Would you please copy every line from the records that contains the word "iter"?

━━━━━ THE INPUT

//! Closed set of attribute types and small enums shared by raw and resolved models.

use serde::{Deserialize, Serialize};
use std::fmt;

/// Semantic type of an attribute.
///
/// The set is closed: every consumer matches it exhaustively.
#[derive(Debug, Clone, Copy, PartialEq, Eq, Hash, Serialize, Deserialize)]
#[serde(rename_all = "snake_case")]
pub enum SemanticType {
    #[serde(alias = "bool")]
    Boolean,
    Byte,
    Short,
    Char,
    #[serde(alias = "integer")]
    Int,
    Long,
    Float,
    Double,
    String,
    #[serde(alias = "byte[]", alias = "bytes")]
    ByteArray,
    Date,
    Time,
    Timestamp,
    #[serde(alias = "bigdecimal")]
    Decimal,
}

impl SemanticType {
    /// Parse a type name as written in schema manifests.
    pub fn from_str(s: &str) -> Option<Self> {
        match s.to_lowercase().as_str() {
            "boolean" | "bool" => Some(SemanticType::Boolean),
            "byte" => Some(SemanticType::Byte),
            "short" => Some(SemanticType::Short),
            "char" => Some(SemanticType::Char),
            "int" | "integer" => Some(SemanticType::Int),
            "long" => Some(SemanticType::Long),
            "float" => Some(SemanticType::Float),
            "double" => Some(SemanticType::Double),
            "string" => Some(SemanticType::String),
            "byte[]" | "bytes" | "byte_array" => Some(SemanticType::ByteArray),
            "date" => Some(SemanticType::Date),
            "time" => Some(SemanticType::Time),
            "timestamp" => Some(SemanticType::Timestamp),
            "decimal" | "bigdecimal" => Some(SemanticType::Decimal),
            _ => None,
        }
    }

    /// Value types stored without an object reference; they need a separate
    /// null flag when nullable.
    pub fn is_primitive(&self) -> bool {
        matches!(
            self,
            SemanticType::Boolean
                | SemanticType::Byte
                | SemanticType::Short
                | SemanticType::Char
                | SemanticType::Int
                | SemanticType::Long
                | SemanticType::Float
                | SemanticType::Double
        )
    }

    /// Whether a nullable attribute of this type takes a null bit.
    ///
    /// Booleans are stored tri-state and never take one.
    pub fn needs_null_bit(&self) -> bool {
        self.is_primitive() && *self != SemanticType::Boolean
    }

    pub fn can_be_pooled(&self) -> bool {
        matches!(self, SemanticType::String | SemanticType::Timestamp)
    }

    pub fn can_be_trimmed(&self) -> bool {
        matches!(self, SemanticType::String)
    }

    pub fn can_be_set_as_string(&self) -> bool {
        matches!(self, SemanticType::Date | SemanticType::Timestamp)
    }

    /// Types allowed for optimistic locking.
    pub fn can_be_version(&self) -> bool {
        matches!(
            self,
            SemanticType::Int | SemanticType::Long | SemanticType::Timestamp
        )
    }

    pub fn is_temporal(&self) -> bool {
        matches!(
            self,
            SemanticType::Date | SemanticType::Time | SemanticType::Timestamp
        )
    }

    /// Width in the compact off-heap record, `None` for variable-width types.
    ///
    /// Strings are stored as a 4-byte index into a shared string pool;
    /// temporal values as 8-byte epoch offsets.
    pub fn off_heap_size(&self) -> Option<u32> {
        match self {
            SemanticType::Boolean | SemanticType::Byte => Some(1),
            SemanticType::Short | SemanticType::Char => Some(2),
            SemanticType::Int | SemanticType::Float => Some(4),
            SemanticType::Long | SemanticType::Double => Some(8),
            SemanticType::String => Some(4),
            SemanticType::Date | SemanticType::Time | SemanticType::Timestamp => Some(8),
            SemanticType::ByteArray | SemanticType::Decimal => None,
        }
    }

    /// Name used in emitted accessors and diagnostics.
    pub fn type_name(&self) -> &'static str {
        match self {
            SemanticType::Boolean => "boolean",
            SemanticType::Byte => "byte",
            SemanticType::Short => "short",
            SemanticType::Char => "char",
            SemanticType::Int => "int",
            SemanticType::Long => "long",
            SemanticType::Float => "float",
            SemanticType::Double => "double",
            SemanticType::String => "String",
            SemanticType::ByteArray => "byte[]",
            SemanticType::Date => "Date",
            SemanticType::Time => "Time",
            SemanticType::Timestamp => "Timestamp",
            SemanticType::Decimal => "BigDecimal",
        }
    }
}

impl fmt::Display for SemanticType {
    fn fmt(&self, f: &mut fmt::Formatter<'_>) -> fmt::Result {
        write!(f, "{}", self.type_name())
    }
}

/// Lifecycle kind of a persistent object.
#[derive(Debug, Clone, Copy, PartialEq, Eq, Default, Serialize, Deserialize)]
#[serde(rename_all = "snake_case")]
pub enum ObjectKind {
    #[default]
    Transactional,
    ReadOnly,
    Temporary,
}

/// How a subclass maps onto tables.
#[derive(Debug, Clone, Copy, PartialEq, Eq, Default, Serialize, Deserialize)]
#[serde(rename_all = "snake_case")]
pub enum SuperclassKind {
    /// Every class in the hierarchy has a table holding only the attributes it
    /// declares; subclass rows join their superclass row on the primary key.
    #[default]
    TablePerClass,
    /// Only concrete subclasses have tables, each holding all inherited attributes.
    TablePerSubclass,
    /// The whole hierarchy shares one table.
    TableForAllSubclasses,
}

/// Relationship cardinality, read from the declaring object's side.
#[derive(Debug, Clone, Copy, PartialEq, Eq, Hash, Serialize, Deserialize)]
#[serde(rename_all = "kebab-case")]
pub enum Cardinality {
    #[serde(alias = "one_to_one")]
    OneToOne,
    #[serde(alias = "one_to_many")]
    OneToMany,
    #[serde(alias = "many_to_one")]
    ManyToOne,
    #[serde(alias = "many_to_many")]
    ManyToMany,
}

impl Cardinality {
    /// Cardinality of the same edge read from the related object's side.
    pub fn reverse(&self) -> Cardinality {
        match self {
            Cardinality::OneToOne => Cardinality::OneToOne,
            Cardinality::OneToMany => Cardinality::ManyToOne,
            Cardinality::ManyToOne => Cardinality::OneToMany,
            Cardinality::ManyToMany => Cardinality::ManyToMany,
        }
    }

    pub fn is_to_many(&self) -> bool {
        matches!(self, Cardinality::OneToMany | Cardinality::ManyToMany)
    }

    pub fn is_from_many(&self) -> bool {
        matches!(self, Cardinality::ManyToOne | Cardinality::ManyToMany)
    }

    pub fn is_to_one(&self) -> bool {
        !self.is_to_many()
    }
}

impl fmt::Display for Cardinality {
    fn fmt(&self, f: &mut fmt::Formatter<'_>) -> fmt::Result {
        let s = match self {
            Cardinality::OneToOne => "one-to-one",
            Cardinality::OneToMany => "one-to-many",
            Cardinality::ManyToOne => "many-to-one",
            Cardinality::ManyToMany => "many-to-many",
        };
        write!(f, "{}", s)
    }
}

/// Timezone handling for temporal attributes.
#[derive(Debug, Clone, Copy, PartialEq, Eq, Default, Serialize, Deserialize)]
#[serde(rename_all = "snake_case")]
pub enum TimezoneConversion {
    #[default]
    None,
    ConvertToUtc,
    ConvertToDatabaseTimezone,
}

━━━━━━━━━━
━━━━━ THE INPUT

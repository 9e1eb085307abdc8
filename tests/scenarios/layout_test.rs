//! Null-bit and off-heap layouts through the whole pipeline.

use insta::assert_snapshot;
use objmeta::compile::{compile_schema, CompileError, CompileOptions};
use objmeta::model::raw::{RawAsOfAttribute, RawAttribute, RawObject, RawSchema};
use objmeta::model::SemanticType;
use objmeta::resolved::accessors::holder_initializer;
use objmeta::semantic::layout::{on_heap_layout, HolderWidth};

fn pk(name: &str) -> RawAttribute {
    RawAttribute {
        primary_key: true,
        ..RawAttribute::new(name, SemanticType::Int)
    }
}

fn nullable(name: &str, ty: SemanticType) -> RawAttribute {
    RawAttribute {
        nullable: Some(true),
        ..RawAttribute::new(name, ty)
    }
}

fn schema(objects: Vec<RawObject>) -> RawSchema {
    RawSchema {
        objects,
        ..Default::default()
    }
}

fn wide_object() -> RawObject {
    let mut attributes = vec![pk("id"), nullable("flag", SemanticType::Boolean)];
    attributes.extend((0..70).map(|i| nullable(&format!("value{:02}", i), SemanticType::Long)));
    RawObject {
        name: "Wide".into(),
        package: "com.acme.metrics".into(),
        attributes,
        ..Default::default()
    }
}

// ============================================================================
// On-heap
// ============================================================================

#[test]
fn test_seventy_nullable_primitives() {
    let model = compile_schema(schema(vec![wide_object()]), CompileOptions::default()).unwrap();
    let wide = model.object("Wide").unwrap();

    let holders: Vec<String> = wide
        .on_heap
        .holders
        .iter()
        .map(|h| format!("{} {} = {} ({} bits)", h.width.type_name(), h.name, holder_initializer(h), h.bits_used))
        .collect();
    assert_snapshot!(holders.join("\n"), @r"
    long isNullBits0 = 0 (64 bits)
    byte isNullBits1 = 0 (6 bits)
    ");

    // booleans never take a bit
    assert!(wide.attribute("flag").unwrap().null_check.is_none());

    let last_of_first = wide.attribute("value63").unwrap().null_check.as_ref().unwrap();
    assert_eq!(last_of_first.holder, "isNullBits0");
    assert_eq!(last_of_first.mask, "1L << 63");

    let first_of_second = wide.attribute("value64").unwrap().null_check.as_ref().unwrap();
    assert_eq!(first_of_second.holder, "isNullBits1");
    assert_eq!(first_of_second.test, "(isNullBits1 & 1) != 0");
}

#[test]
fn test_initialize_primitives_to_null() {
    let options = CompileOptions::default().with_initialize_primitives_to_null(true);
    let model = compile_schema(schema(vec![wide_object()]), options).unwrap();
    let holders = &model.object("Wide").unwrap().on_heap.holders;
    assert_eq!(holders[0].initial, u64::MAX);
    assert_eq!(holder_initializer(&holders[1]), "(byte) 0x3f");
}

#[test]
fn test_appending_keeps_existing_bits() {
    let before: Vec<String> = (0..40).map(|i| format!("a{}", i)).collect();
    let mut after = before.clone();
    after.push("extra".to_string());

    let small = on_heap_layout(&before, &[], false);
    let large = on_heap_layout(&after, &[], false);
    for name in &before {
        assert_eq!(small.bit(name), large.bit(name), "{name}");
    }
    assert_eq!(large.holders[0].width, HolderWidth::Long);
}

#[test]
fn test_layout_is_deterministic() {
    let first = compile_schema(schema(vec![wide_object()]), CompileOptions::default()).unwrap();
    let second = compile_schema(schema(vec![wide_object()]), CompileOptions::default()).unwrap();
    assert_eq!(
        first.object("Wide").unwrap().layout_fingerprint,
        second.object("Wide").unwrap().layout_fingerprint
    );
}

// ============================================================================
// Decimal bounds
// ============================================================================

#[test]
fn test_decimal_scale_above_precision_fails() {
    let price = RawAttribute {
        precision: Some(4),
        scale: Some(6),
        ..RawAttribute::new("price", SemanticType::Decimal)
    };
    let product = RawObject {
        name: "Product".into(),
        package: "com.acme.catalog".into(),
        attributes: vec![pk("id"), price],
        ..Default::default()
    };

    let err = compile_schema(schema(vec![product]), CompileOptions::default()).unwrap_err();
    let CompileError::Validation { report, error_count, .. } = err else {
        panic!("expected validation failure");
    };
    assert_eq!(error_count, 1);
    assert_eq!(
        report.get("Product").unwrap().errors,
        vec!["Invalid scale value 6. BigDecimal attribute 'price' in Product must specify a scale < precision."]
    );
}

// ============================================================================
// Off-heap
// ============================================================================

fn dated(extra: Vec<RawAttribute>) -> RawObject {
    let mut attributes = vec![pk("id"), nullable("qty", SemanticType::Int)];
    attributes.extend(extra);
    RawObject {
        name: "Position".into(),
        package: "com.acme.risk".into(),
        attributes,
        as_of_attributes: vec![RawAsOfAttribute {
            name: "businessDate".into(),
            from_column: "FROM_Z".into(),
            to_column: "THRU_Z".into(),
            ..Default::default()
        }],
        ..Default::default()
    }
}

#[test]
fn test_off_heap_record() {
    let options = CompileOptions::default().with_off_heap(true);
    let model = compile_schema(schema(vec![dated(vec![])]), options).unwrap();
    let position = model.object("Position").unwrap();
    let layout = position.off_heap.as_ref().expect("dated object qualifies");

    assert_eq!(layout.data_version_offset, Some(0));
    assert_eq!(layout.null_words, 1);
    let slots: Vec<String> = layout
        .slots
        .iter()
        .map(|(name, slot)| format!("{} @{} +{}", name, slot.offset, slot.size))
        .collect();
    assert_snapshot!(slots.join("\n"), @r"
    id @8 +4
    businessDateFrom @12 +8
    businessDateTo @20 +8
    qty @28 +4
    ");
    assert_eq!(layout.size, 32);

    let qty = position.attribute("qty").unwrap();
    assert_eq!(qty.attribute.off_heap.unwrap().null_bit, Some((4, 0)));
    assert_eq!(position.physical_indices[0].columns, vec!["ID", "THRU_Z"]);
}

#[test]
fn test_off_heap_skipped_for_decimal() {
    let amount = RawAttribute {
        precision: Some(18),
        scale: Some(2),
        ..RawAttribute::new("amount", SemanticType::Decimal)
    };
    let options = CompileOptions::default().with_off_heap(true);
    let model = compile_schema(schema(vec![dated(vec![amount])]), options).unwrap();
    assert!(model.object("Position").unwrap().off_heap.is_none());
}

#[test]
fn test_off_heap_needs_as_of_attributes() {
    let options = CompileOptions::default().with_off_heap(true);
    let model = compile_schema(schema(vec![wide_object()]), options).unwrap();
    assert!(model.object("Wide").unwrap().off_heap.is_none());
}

━━━━━━━━━━
━━━━━ THE INPUT

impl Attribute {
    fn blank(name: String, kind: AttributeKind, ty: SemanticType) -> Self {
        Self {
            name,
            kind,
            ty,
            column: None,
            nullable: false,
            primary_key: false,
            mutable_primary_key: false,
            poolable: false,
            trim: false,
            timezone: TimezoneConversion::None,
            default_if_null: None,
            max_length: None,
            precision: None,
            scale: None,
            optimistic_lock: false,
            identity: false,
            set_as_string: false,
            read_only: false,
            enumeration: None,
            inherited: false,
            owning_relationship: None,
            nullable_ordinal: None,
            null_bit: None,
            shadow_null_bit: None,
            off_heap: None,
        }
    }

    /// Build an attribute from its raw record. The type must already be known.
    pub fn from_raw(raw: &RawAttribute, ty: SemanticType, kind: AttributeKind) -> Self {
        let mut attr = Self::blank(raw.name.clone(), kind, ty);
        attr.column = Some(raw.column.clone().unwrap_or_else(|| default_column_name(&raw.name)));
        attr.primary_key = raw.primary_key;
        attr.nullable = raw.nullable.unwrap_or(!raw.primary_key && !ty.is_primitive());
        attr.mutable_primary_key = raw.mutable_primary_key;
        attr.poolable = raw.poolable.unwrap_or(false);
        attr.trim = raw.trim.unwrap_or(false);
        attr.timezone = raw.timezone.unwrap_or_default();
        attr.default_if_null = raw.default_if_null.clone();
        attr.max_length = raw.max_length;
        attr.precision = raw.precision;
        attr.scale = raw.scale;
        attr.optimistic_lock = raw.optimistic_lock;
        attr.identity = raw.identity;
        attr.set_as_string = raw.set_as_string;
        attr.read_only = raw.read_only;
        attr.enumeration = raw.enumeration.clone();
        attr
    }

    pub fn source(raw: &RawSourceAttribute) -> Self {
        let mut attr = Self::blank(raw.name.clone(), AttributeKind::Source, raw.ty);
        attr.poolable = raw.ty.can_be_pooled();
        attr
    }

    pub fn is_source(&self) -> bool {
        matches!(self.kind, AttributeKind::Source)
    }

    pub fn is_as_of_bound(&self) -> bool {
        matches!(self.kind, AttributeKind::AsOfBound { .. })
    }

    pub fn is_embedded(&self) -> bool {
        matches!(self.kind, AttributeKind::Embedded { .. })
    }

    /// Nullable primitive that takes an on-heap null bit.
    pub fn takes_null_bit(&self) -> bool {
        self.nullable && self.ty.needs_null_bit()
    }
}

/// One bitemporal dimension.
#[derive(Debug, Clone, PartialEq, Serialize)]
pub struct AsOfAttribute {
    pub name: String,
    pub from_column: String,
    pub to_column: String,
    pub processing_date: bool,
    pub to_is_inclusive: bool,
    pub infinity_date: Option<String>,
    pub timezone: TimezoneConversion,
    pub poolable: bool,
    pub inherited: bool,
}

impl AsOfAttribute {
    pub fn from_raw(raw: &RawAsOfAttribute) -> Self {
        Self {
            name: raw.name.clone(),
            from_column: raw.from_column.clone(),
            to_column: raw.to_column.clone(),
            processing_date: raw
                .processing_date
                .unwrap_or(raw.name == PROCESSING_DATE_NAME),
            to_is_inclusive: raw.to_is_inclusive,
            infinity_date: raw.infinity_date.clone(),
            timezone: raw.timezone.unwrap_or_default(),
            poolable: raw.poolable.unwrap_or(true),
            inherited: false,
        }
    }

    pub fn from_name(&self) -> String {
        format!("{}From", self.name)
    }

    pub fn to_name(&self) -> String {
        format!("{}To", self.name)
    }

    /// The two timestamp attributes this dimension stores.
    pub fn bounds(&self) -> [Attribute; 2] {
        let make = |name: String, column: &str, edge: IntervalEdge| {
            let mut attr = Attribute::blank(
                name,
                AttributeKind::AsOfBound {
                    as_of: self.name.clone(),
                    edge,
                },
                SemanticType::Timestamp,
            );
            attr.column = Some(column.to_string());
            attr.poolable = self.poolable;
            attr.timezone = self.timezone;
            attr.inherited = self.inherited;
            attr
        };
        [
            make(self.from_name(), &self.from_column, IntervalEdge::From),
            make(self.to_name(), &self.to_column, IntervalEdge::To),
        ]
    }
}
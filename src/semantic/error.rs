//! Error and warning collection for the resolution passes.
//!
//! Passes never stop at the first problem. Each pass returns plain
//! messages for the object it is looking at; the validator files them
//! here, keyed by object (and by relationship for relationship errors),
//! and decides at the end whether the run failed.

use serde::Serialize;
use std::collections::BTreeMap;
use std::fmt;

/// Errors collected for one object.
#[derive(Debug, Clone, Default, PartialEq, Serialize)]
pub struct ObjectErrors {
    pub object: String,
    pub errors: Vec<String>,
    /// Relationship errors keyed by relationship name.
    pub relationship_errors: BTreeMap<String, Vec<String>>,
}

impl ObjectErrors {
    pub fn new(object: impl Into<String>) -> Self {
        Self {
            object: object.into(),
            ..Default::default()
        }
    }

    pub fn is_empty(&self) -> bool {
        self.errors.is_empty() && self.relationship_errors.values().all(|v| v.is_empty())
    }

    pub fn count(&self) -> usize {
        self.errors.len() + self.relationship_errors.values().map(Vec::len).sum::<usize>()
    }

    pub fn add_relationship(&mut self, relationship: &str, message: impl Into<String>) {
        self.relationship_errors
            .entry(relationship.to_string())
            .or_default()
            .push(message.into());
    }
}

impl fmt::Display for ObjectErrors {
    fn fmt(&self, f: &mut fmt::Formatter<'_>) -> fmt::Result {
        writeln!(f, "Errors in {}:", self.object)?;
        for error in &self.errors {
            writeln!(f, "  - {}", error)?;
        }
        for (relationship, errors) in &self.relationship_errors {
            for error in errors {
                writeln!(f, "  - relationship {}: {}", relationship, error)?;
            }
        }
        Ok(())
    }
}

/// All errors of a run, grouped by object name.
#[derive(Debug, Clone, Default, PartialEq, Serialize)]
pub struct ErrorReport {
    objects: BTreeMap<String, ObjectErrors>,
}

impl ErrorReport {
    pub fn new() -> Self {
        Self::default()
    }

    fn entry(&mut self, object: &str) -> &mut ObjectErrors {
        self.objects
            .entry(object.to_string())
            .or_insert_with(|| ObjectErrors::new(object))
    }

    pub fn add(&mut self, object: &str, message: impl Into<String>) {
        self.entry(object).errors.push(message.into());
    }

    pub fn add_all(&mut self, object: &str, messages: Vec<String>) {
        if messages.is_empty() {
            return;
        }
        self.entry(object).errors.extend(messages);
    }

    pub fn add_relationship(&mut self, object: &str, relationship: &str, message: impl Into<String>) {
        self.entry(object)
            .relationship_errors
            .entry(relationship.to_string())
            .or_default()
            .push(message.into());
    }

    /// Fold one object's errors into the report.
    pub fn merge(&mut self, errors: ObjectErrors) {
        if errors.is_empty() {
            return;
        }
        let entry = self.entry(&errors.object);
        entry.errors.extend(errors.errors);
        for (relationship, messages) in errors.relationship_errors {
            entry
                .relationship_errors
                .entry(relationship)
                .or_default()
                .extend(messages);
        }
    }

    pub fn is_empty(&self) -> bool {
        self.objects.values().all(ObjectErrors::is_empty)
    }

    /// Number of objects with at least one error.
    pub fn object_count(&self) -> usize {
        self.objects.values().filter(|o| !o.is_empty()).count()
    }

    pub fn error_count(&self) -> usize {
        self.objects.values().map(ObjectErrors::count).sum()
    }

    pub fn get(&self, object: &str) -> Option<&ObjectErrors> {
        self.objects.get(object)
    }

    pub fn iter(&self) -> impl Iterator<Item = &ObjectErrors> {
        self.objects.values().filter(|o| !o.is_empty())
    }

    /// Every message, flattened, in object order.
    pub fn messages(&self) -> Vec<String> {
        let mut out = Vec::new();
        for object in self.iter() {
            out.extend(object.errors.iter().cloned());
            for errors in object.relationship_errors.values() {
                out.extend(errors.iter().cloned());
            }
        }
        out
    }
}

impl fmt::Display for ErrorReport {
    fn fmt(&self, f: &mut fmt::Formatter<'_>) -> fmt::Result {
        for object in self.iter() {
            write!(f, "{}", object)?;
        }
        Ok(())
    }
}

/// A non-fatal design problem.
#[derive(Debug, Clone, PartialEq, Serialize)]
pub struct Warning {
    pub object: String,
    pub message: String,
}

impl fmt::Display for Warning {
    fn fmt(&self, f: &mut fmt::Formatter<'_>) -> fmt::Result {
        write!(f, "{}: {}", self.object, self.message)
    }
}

━━━━━━━━━━

● EXERCISE SOLUTION:
        .iter()
        .iter()
    pub fn iter(&self) -> impl Iterator<Item = &ObjectErrors> {
        for object in self.iter() {
            out.extend(object.errors.iter().cloned());
                out.extend(errors.iter().cloned());
        for object in self.iter() {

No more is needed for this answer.